The U'wa Indians of Colombia, for instance, got multinational corporations to stop clear-cutting their ancestral lands in the Amazon when they threatened mass suicide. On a larger scale, Newman looks to coalitions like the World Social Forum that are searching for new structures of national and international democracy.
Although Newman wants to focus on writing now (“stand-up comedy is a young man's game”) and working on the side with groups like Reclaim the Streets, Indymedia, and People's Global Action, he still goes on tour, most recently in Europe in a one-man show called “From Caliban to the Taliban: Five Hundred Years of Humanitarian Intervention.”

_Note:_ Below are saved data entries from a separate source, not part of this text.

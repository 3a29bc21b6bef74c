//! Identity normalization for shelf entries and catalog candidates
//!
//! Pure functions, no I/O. ISBNs are sanitized but never checksum-validated
//! so exports with formatting noise still resolve.

use serde::{Deserialize, Serialize};

/// Lowercase, collapse every run of non-alphanumeric characters to a single
/// space and trim.
pub fn normalize_text(s: &str) -> String {
    let mut out = String::with_capacity(s.len());
    let mut pending_space = false;

    for c in s.chars().flat_map(char::to_lowercase) {
        if c.is_ascii_alphanumeric() {
            if pending_space && !out.is_empty() {
                out.push(' ');
            }
            pending_space = false;
            out.push(c);
        } else {
            pending_space = true;
        }
    }

    out
}

/// Keep digits and `X`, uppercased. `None` when nothing survives.
pub fn normalize_isbn(s: &str) -> Option<String> {
    let cleaned: String = s
        .chars()
        .filter(|c| c.is_ascii_digit() || *c == 'x' || *c == 'X')
        .map(|c| c.to_ascii_uppercase())
        .collect();

    if cleaned.is_empty() {
        None
    } else {
        Some(cleaned)
    }
}

fn is_isbn13(s: &str) -> bool {
    s.len() == 13 && s.chars().all(|c| c.is_ascii_digit())
}

fn is_isbn10(s: &str) -> bool {
    s.len() == 10
        && s[..9].chars().all(|c| c.is_ascii_digit())
        && s[9..].chars().all(|c| c.is_ascii_digit() || c == 'X')
}

/// Normalized identifiers plus the identity key chosen for an entry
#[derive(Debug, Clone, PartialEq, Eq, Serialize, Deserialize)]
pub struct NormalizedIdentity {
    pub isbn13: Option<String>,
    pub isbn10: Option<String>,
    pub asin: Option<String>,
    pub normalized_title: String,
    pub normalized_author: String,
    pub identity_key: String,
    pub needs_fuzzy_match: bool,
}

/// Build the identity of a book.
///
/// Key priority: ISBN-13 > ISBN-10 > ASIN > title+author. Only the
/// title+author fallback requires fuzzy catalog resolution.
pub fn build_identity(
    title: &str,
    author: &str,
    isbn13: Option<&str>,
    isbn10: Option<&str>,
    asin: Option<&str>,
) -> NormalizedIdentity {
    let normalized_title = normalize_text(title);
    let normalized_author = normalize_text(author);

    let isbn13 = isbn13.and_then(normalize_isbn);
    let isbn10 = isbn10.and_then(normalize_isbn);
    let asin = asin.map(str::trim).filter(|a| !a.is_empty()).map(str::to_string);

    let (identity_key, needs_fuzzy_match) = match (&isbn13, &isbn10, &asin) {
        (Some(i13), _, _) if is_isbn13(i13) => (format!("isbn13:{}", i13), false),
        (_, Some(i10), _) if is_isbn10(i10) => (format!("isbn10:{}", i10), false),
        (_, _, Some(a)) => (format!("asin:{}", a), false),
        _ => (
            format!("title_author:{}|{}", normalized_title, normalized_author),
            true,
        ),
    };

    NormalizedIdentity {
        isbn13,
        isbn10,
        asin,
        normalized_title,
        normalized_author,
        identity_key,
        needs_fuzzy_match,
    }
}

At the Bowery Poetry Club in New York, Newman reads sections from his book and mixes them with segments from his show, allowing how some Americans might not share his views. He conjures up one who, in a nasal twang, rages about the Vietnamese who have moved into the neighborhood. “We just don't think it's right that they come here and expect to live,” the irate citizen complains. “We don't go over to Vietnam and take their jobs and land from them!”
Newman stops, face screwed up, eyes wide in disbelief; his shoulders hollowing in as his arms out stretch in wonder and dismay. “WHAT CAN YOU SAY???” he asks, and then, in rapid-fire sequence, details the political and economic machinations of U.S. foreign policy that so benefited the Vietnamese that doctors became refugees forced to work as day laborers and live next to uneducated rednecks.
Mark Twain once said, “The human race has only one effective weapon, and that is laughter.” Now, thanks to Robert Newman, we are well armed.
Suzanne Charlé is a New York-based writer and editor whose work has appeared in The Nation, The New York Times, and other publications. She is also co-editor of a book about Indonesia under Suharto, which will be published later this year.